Когда шло к концу строительство Турксиба, я снова поехал в Южный Казахстан, видел завершение работ. В этой поездке со мной были И.Ильф и Евг. Петров, остававшиеся неизменно близкими мне людьми до их ранней гибели. О Турксибе я тоже написал несколько очерков, печатавшихся в Москве.
Так из разных поездок по многим градам и весям сложилась моя книга "Тридцатые годы". В современной теме прежде всего меня интересовали новые люди, переустройство быта, духовное перерождение человека.
Едва ли мне удалось написать десятую долю задуманного, выразить тысячную долю виденного. Но меня уже не удовлетворяла работа над быстро сменяющимся материалом. Влекло к большой форме - к роману, к объемной повести, но собранный материал, многочисленные впечатления от различных поездок не складывались воедино. Я было написал даже повесть о строительстве колхозов в Южном Казахстане, о строительстве Турксиба. Повесть я в рукописи дал читать писателю Н. Огневу, он нашел в ней много мест, над которыми стоило еще поработать, но она как-то уже не привлекала меня, к дальнейшей работе над ней душа не лежала. Она называлась "Восьмая река". Я так и не взял ее у Огнева, и дальнейшая судьба этой рукописи мне неизвестна, она затерялась в каком-то из архивов.
Меня уже влекла история. Это не было бегством от современной темы. Наоборот, в истории я хотел рассмотреть путь, по которому из далекого далека наш народ пришел к своему настоящему. Я хотел рассмотреть в далеке прообразы того, что и ныне живет в нашем народе и что не потеряло своей актуальности, даже злободневности в текущей жизни. Я хотел увидеть далекие события глазами советского человека, распознать праотцев, не навязывая им идей нашего времени, но понять события под углом зрения наших идей.

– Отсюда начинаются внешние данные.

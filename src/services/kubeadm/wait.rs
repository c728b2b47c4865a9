//! Poll-until-ready with an injectable clock
//!
//! A timeout is a normal outcome, not an error; callers decide what it means.

use std::time::{Duration, Instant};

/// Monotonic time source. `now` is measured from an arbitrary origin.
pub trait Clock {
    fn now(&self) -> Duration;
    fn sleep(&self, duration: Duration);
}

/// Wall-clock time with real sleeps
#[derive(Debug, Clone, Copy)]
pub struct SystemClock {
    origin: Instant,
}

impl SystemClock {
    pub fn new() -> Self {
        Self {
            origin: Instant::now(),
        }
    }
}

impl Default for SystemClock {
    fn default() -> Self {
        Self::new()
    }
}

impl Clock for SystemClock {
    fn now(&self) -> Duration {
        self.origin.elapsed()
    }

    fn sleep(&self, duration: Duration) {
        std::thread::sleep(duration);
    }
}

/// A condition to poll for
pub struct ReadinessCondition<F> {
    pub description: String,
    pub poll_interval: Duration,
    pub timeout: Duration,
    pub check: F,
}

impl<F: FnMut() -> bool> ReadinessCondition<F> {
    pub fn new(description: impl Into<String>, poll_interval: Duration, timeout: Duration, check: F) -> Self {
        Self {
            description: description.into(),
            poll_interval,
            timeout,
            check,
        }
    }
}

#[derive(Debug, Clone, Copy, PartialEq, Eq)]
pub enum WaitOutcome {
    Ready { attempts: u32, elapsed: Duration },
    TimedOut { attempts: u32, elapsed: Duration },
}

impl WaitOutcome {
    pub fn is_ready(&self) -> bool {
        matches!(self, WaitOutcome::Ready { .. })
    }

    pub fn attempts(&self) -> u32 {
        match self {
            WaitOutcome::Ready { attempts, .. } | WaitOutcome::TimedOut { attempts, .. } => *attempts,
        }
    }

    pub fn elapsed(&self) -> Duration {
        match self {
            WaitOutcome::Ready { elapsed, .. } | WaitOutcome::TimedOut { elapsed, .. } => *elapsed,
        }
    }
}

/// Evaluate the condition until it holds or the timeout elapses.
///
/// The check runs immediately, then once per poll interval. The final sleep is
/// cut short so a timeout is reported no earlier than `timeout` and no later
/// than `timeout + poll_interval`.
pub fn wait_until<C, F>(clock: &C, mut condition: ReadinessCondition<F>) -> WaitOutcome
where
    C: Clock + ?Sized,
    F: FnMut() -> bool,
{
    let start = clock.now();
    let poll_interval = condition.poll_interval.max(Duration::from_millis(1));
    let mut attempts = 0u32;

    loop {
        attempts += 1;
        if (condition.check)() {
            return WaitOutcome::Ready {
                attempts,
                elapsed: clock.now().saturating_sub(start),
            };
        }

        let elapsed = clock.now().saturating_sub(start);
        if elapsed >= condition.timeout {
            return WaitOutcome::TimedOut { attempts, elapsed };
        }

        let remaining = condition.timeout - elapsed;
        tracing::debug!(
            condition = %condition.description,
            attempt = attempts,
            elapsed_secs = elapsed.as_secs(),
            "not ready yet"
        );
        if attempts % 6 == 0 {
            println!(
                "  Still waiting for {}... ({} seconds elapsed)",
                condition.description,
                elapsed.as_secs()
            );
        }
        clock.sleep(poll_interval.min(remaining));
    }
}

Чем больше я перебирал в памяти узловые периоды русской истории, тем глубже и увлеченнее входил в исторический материал.
Тема борьбы Руси за свое освобождение от чужеземного ига возникла как бы неожиданно, но после я понял, что интерес к этой теме сложился не случайно, не внезапно, он накапливался в сознании постепенно, настойчиво; складывался не в отрыве от действительности, а пришел из самой свежей, из самой злободневной современности.
Работа предстояла сложная, материал был разнообразный, и, чтобы освоить его, нужно было отрешиться от повседневного ритма московской литературной жизни, уединиться, разобраться в новом для меня мире.
4
В 1934 году переехал в Подмосковье и там на высоком берегу Москвы-реки поселился в селе Старая Руза, где оказался в тишине, свободным от повседневной суеты; все мое время отныне принадлежало мне. Можно было попытать свои силы в большой форме.

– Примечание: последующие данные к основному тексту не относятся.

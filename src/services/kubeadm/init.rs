//! Control-plane initialization
//!
//! `Idle -> Resetting -> Configuring -> Initializing -> AwaitingReadiness ->
//! ExtractingCredentials -> Done`, with `Failed` reachable from any step.
//! No retries here; a caller wanting them wraps the whole run.

use crate::config_manager::Settings;
use crate::error::{BootstrapError, StepContext};
use crate::services::kubeadm::cleanup::{self, ResetReport};
use crate::services::kubeadm::progress::{Step, StepOutcome};
use crate::services::kubeadm::render;
use crate::services::kubeadm::tools::{parse_join_command, Toolkit, SKIP_KUBE_PROXY_PHASE};
use crate::services::kubeadm::types::{
    AdminCredential, BootstrapConfig, BootstrapToken, NodeIdentity, OperatorContext,
    OperatorDecisions,
};
use crate::services::kubeadm::wait::{wait_until, ReadinessCondition, WaitOutcome};
use anyhow::{Context, Result};
use std::fmt;
use std::time::Duration;

#[derive(Debug, Clone, Copy, PartialEq, Eq)]
pub enum InitState {
    Idle,
    Resetting,
    Configuring,
    Initializing,
    AwaitingReadiness,
    ExtractingCredentials,
    Done,
    Failed,
}

impl fmt::Display for InitState {
    fn fmt(&self, f: &mut fmt::Formatter<'_>) -> fmt::Result {
        let name = match self {
            InitState::Idle => "idle",
            InitState::Resetting => "resetting",
            InitState::Configuring => "configuring",
            InitState::Initializing => "initializing",
            InitState::AwaitingReadiness => "awaiting-readiness",
            InitState::ExtractingCredentials => "extracting-credentials",
            InitState::Done => "done",
            InitState::Failed => "failed",
        };
        f.write_str(name)
    }
}

/// A freshly initialized control plane
#[derive(Debug, Clone)]
pub struct ControlPlane {
    pub config: BootstrapConfig,
    pub reset: ResetReport,
    /// False when the API server wait timed out under permissive policy
    pub api_ready: bool,
    pub credential: AdminCredential,
    /// None when kubeadm printed nothing parseable; the operator can mint one later
    pub join_token: Option<BootstrapToken>,
}

#[derive(Debug, Clone)]
pub enum InitOutcome {
    /// Operator chose not to make this node a control plane
    Skipped,
    Initialized(Box<ControlPlane>),
}

/// Verify the tools and runtime are in place before touching node state
pub fn check_preconditions(
    toolkit: &Toolkit<'_>,
    settings: &Settings,
    require_cluster_client: bool,
) -> Result<(), BootstrapError> {
    toolkit.progress.report(Step::Preconditions, StepOutcome::Started);
    let fail = |reason: String| BootstrapError::Precondition {
        step: Step::Preconditions,
        reason,
    };

    if !toolkit.tool.is_installed() {
        return Err(fail("kubeadm is not installed or not in PATH".to_string()));
    }
    if require_cluster_client && !toolkit.cluster.is_installed() {
        return Err(fail("kubectl is not installed or not in PATH".to_string()));
    }

    let runtime = &settings.runtime.runtime_service;
    match toolkit.services.is_active(runtime) {
        Ok(true) => {}
        Ok(false) => return Err(fail(format!("container runtime {} is not running", runtime))),
        Err(e) => {
            return Err(fail(format!(
                "could not query container runtime {}: {:#}",
                runtime, e
            )));
        }
    }

    toolkit
        .progress
        .report(Step::Preconditions, StepOutcome::Completed);
    Ok(())
}

/// Copy the admin kubeconfig into the operator's home and hand it over to them
pub fn install_admin_credential(
    toolkit: &Toolkit<'_>,
    settings: &Settings,
    operator: &OperatorContext,
) -> Result<AdminCredential> {
    let exec = toolkit.exec;
    let kube_dir = operator.kube_dir();
    let target = operator.kubeconfig_path();

    exec.mkdir_p(&kube_dir)?;
    exec.copy_file(&settings.paths.admin_conf, &target)?;
    exec.chown(&kube_dir, operator.uid, operator.gid)?;
    exec.chown(&target, operator.uid, operator.gid)?;

    println!("✓ Admin kubeconfig installed at {}", target.display());
    Ok(AdminCredential {
        path: target,
        owner: operator.user.clone(),
    })
}

pub struct ClusterInitiator<'a> {
    toolkit: &'a Toolkit<'a>,
    settings: &'a Settings,
    operator: &'a OperatorContext,
    state: InitState,
    history: Vec<InitState>,
}

impl<'a> ClusterInitiator<'a> {
    pub fn new(
        toolkit: &'a Toolkit<'a>,
        settings: &'a Settings,
        operator: &'a OperatorContext,
    ) -> Self {
        Self {
            toolkit,
            settings,
            operator,
            state: InitState::Idle,
            history: Vec::new(),
        }
    }

    pub fn state(&self) -> InitState {
        self.state
    }

    /// Every state entered after Idle, in order
    pub fn history(&self) -> &[InitState] {
        &self.history
    }

    fn transition(&mut self, next: InitState) {
        tracing::debug!(from = %self.state, to = %next, "control-plane init");
        self.state = next;
        self.history.push(next);
    }

    pub fn run(
        &mut self,
        identity: &NodeIdentity,
        decisions: &OperatorDecisions,
    ) -> Result<InitOutcome, BootstrapError> {
        if !decisions.become_control_plane {
            println!("Skipping control-plane initialization.");
            self.toolkit
                .progress
                .report(Step::InitControlPlane, StepOutcome::Skipped);
            return Ok(InitOutcome::Skipped);
        }

        match self.drive(identity) {
            Ok(control_plane) => Ok(InitOutcome::Initialized(Box::new(control_plane))),
            Err(e) => {
                self.transition(InitState::Failed);
                self.toolkit
                    .progress
                    .report(e.step(), StepOutcome::Failed(e.to_string()));
                Err(e)
            }
        }
    }

    fn drive(&mut self, identity: &NodeIdentity) -> Result<ControlPlane, BootstrapError> {
        let toolkit = self.toolkit;
        let settings = self.settings;
        check_preconditions(toolkit, settings, true)?;

        self.transition(InitState::Resetting);
        let reset = cleanup::reset_node(toolkit, settings, self.operator)?;

        self.transition(InitState::Configuring);
        let config = BootstrapConfig::new(identity, settings);
        self.write_configs(&config).in_step(Step::RenderConfig)?;

        self.transition(InitState::Initializing);
        toolkit
            .progress
            .report(Step::InitControlPlane, StepOutcome::Started);
        println!("Initializing control plane on {}...", config.control_plane_endpoint());
        let output = toolkit
            .tool
            .init(&settings.paths.init_config, true, &[SKIP_KUBE_PROXY_PHASE])
            .in_step(Step::InitControlPlane)?;
        toolkit
            .progress
            .report(Step::InitControlPlane, StepOutcome::Completed);
        println!("✓ kubeadm init completed");

        self.transition(InitState::AwaitingReadiness);
        let api_ready = self.await_api_server(&config)?;

        self.transition(InitState::ExtractingCredentials);
        toolkit
            .progress
            .report(Step::ExtractCredentials, StepOutcome::Started);
        let credential = install_admin_credential(toolkit, settings, self.operator)
            .in_step(Step::ExtractCredentials)?;
        let join_token = self.extract_join_token(&output);
        toolkit
            .progress
            .report(Step::ExtractCredentials, StepOutcome::Completed);

        self.transition(InitState::Done);
        Ok(ControlPlane {
            config,
            reset,
            api_ready,
            credential,
            join_token,
        })
    }

    fn write_configs(&self, config: &BootstrapConfig) -> Result<()> {
        let progress = self.toolkit.progress;
        progress.report(Step::RenderConfig, StepOutcome::Started);
        let rendered = render::render(config)?;
        let paths = &self.settings.paths;
        self.toolkit
            .exec
            .write_file(&paths.init_config, rendered.init_document.as_bytes())
            .context("Failed to write kubeadm init configuration")?;
        self.toolkit
            .exec
            .write_file(&paths.kubelet_config, rendered.kubelet_document.as_bytes())
            .context("Failed to write kubelet configuration")?;
        progress.report(Step::RenderConfig, StepOutcome::Completed);
        println!("✓ Configuration written to {}", paths.init_config.display());
        Ok(())
    }

    /// Poll the API port. A timeout is only fatal under strict policy.
    fn await_api_server(&self, config: &BootstrapConfig) -> Result<bool, BootstrapError> {
        let readiness = &self.settings.readiness;
        let probe = self.toolkit.probe;
        let progress = self.toolkit.progress;
        let what = format!("API server on {}", config.control_plane_endpoint());
        progress.report(Step::AwaitApiServer, StepOutcome::Started);
        println!("Waiting for {}...", what);

        let address = config.advertise_address;
        let port = config.bind_port;
        let condition = ReadinessCondition::new(
            what.clone(),
            Duration::from_secs(readiness.api_poll_secs),
            Duration::from_secs(readiness.api_timeout_secs),
            || probe.is_listening(address, port),
        );

        match wait_until(self.toolkit.clock, condition) {
            WaitOutcome::Ready { .. } => {
                progress.report(Step::AwaitApiServer, StepOutcome::Completed);
                println!("✓ API server is listening");
                Ok(true)
            }
            WaitOutcome::TimedOut { elapsed, .. } if readiness.strict_api => {
                Err(BootstrapError::ReadinessTimeout {
                    step: Step::AwaitApiServer,
                    what,
                    waited: elapsed,
                })
            }
            WaitOutcome::TimedOut { elapsed, .. } => {
                let message = format!(
                    "{} not listening after {}s, continuing",
                    what,
                    elapsed.as_secs()
                );
                println!("⚠ {}", message);
                progress.report(Step::AwaitApiServer, StepOutcome::Warned(message));
                Ok(false)
            }
        }
    }

    fn extract_join_token(&self, init_output: &str) -> Option<BootstrapToken> {
        if let Some(token) = parse_join_command(init_output) {
            return Some(token);
        }
        tracing::debug!("no join command in init output, asking kubeadm for one");
        match self.toolkit.tool.print_join_command() {
            Ok(output) => parse_join_command(&output).or_else(|| {
                println!("⚠ Could not determine a join command; run 'kubeadm token create --print-join-command'");
                None
            }),
            Err(e) => {
                tracing::warn!(error = %e, "failed to create join command");
                println!("⚠ Could not create a join command: {}", e.diagnostics());
                None
            }
        }
    }
}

Давно меня интересовала история средневековья. Пользуясь достатком времени, я сначала много читал разных историков с очень разными взглядами на один и тот же предмет. Надо было самому разобраться в возникавших вопросах и только тогда решить, кто из историков прав, а кто не объективен. Я выбрал эпоху, привлекавшую меня с детства, эпоху Дмитрия Донского, когда шла борьба Руси за свое освобождение от чужеземного ига. Тема складывалась в моем сознании как глубоко современная, более того, злободневная, ведь по Европе уже шли фашисты, захватывая чужие земли, уничтожая чужие культуры. Писать об этих событиях я не мог - для этого надо было самому видеть это шествие завоевателей, понять их нутро и чувства их жертв. Писать заочно, понаслышке я не умел, ехать туда самому не было возможности. Но передать происходящее в обобщенном виде, на примере истории, мне показалось возможным. Следовало, не беря на веру суждения историков, самому изучить все те документы, на которых основывали ученые свои труды.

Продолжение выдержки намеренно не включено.